Paper Review: Large Language Models Orchestrating Structured Reasoning Achieve Kaggle Grandmaster Level

Paper link

Main image

Agent K v1.0 is an autonomous data science agent designed to handle the entire data science lifecycle through experience-based learning. Unlike traditional methods, it uses a flexible, structured reasoning framework to optimize memory storage and retrieval, enabling complex decision-making without fine-tuning or backpropagation. In evaluations using Kaggle competitions, Agent K v1.0 performs tasks autonomously, leveraging Bayesian optimization, feature engineering, and various popular libraries to handle multiple data modalities. Achieving a 92.5% success rate across tasks, it ranks in the top 38% among Kaggle competitors, reaching Expert-level performance and achieving a record comparable to a Kaggle Grandmaster, including six gold, three silver, and seven bronze medals.

Learning to Reason by Experience

The authors propose a novel approach for training LLMs to handle data science tasks without traditional fine-tuning and backpropagation, which are computationally demanding. Instead, the agent uses an internal working memory and an external long-term memory database to dynamically adapt and learn from experience. Modeled as a Markov Decision Process, the agent makes decisions based on environmental state, working memory, and external database, which it can update over time to guide reasoning and actions.

The agent performs three types of actions: managing long-term memory, updating short-term working memory, and interacting with the environment (e.g., generating code or submitting results).
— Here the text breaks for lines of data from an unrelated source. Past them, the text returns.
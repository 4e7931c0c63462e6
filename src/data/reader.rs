// ============================================================
// Layer 4 — Slot File Reader
// ============================================================
// Reads the evaluation set from every regular file in the test
// data directory (sorted by path) and yields batches of
// `batch_size` examples. The last batch may be shorter.
//
// The reader is built once per run and iterated once per
// checkpoint: each call to `batches()` starts a fresh pass from
// the first line of the first file. Files are streamed line by
// line, so memory use is bounded by one batch.

use anyhow::{Context, Result};
use std::{
    fs::{self, File},
    io::{BufRead, BufReader, Lines},
    path::{Path, PathBuf},
};

use crate::data::batcher::{Example, SlotBatcher};
use crate::domain::error::InferError;
use crate::domain::tensor::{Batch, FeedSlot};
use crate::domain::traits::BatchReader;

pub struct SlotFileReader {
    files: Vec<PathBuf>,
    batcher: SlotBatcher,
    batch_size: usize,
}

impl SlotFileReader {
    /// Build a reader over every file in `data_dir`.
    pub fn new(data_dir: &Path, slots: Vec<FeedSlot>, batch_size: usize) -> Result<Self> {
        let files = list_data_files(data_dir)?;
        tracing::info!(
            "Infer reader: {} file(s) in '{}', batch size {}",
            files.len(),
            data_dir.display(),
            batch_size
        );
        Ok(Self::from_files(files, slots, batch_size))
    }

    pub fn from_files(files: Vec<PathBuf>, slots: Vec<FeedSlot>, batch_size: usize) -> Self {
        Self {
            files,
            batcher: SlotBatcher::new(slots),
            batch_size: batch_size.max(1),
        }
    }
}

impl BatchReader for SlotFileReader {
    fn batches(&self) -> Box<dyn Iterator<Item = Result<Batch>> + '_> {
        Box::new(SlotBatches {
            reader: self,
            next_file: 0,
            current: None,
            finished: false,
        })
    }

    fn file_list(&self) -> &[PathBuf] {
        &self.files
    }
}

/// Regular files directly under `dir`, sorted by path.
fn list_data_files(dir: &Path) -> Result<Vec<PathBuf>> {
    let entries = fs::read_dir(dir).map_err(|e| {
        InferError::Path(format!("cannot list test data dir '{}': {e}", dir.display()))
    })?;

    let mut files = Vec::new();
    for entry in entries {
        let path = entry?.path();
        if path.is_file() {
            files.push(path);
        }
    }
    files.sort();
    Ok(files)
}

// ─── Iterator ─────────────────────────────────────────────────────────────────

struct OpenFile {
    path: PathBuf,
    lines: Lines<BufReader<File>>,
    line_no: usize,
}

struct SlotBatches<'a> {
    reader: &'a SlotFileReader,
    next_file: usize,
    current: Option<OpenFile>,
    finished: bool,
}

impl SlotBatches<'_> {
    /// Next non-empty example, moving across file boundaries.
    fn next_example(&mut self) -> Result<Option<Example>> {
        loop {
            if self.current.is_none() {
                let Some(path) = self.reader.files.get(self.next_file) else {
                    return Ok(None);
                };
                self.next_file += 1;
                let file = File::open(path)
                    .with_context(|| format!("Cannot open '{}'", path.display()))?;
                self.current = Some(OpenFile {
                    path: path.clone(),
                    lines: BufReader::new(file).lines(),
                    line_no: 0,
                });
            }

            let Some(open) = self.current.as_mut() else {
                continue;
            };
            match open.lines.next() {
                Some(line) => {
                    let line = line
                        .with_context(|| format!("Cannot read '{}'", open.path.display()))?;
                    open.line_no += 1;
                    if line.trim().is_empty() {
                        continue;
                    }
                    let origin = format!("{}:{}", open.path.display(), open.line_no);
                    return self.reader.batcher.parse_line(&line, &origin).map(Some);
                }
                None => self.current = None,
            }
        }
    }
}

impl Iterator for SlotBatches<'_> {
    type Item = Result<Batch>;

    fn next(&mut self) -> Option<Self::Item> {
        if self.finished {
            return None;
        }

        let mut items = Vec::with_capacity(self.reader.batch_size);
        while items.len() < self.reader.batch_size {
            match self.next_example() {
                Ok(Some(ex)) => items.push(ex),
                Ok(None) => break,
                Err(e) => {
                    self.finished = true;
                    return Some(Err(e));
                }
            }
        }

        if items.is_empty() {
            self.finished = true;
            return None;
        }
        Some(Ok(self.reader.batcher.batch(&items)))
    }
}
A reward-based policy selectively stores high-utility data and code snippets, continuously optimizing decision-making. This framework enables the agent to adapt its reasoning without changing core model parameters, maximizing performance in data science tasks through memory-based learning rather than extensive data collection and backpropagation.

Autonomous Data Science Agents

Data Science pipeline

Agent K v1.0 is designed as a scalable, autonomous data science agent capable of handling diverse multimodal tasks, including tabular, time series, computer vision, NLP, and multimodal data. Each task is represented by a tuple with a natural language description and the relevant datasets. Agent K starts by automatically fetching and scraping tasks from Kaggle using their URLs. Then it sets up the solution generation process.

Phase I (Automation) - Setting Up Data Science Tasks

Automatic setup

The setup pipeline begins with extracting raw data and task descriptions, then creating a task-specific plan based on identified data modalities. This plan standardizes data into structured “input maps” for different types like tabular, image, or text data, allowing automated processing and unit testing at each stage.

Agent K’s setup process is modeled as a Markov Decision Process that defines the state space (pipeline stages and workspace content) and assigns rewards based on unit test outcomes. Each pipeline stage involves actions like creating files or summarizing data, with success determined by passing stage-specific and meta-unit tests. If a unit test fails, the agent remains in the current stage to reattempt; passing all tests progresses the setup to the next stage. Transition dynamics adjust based on which tests pass or fail, allowing the agent to adaptively repeat or advance stages to refine setup processes for diverse data science tasks.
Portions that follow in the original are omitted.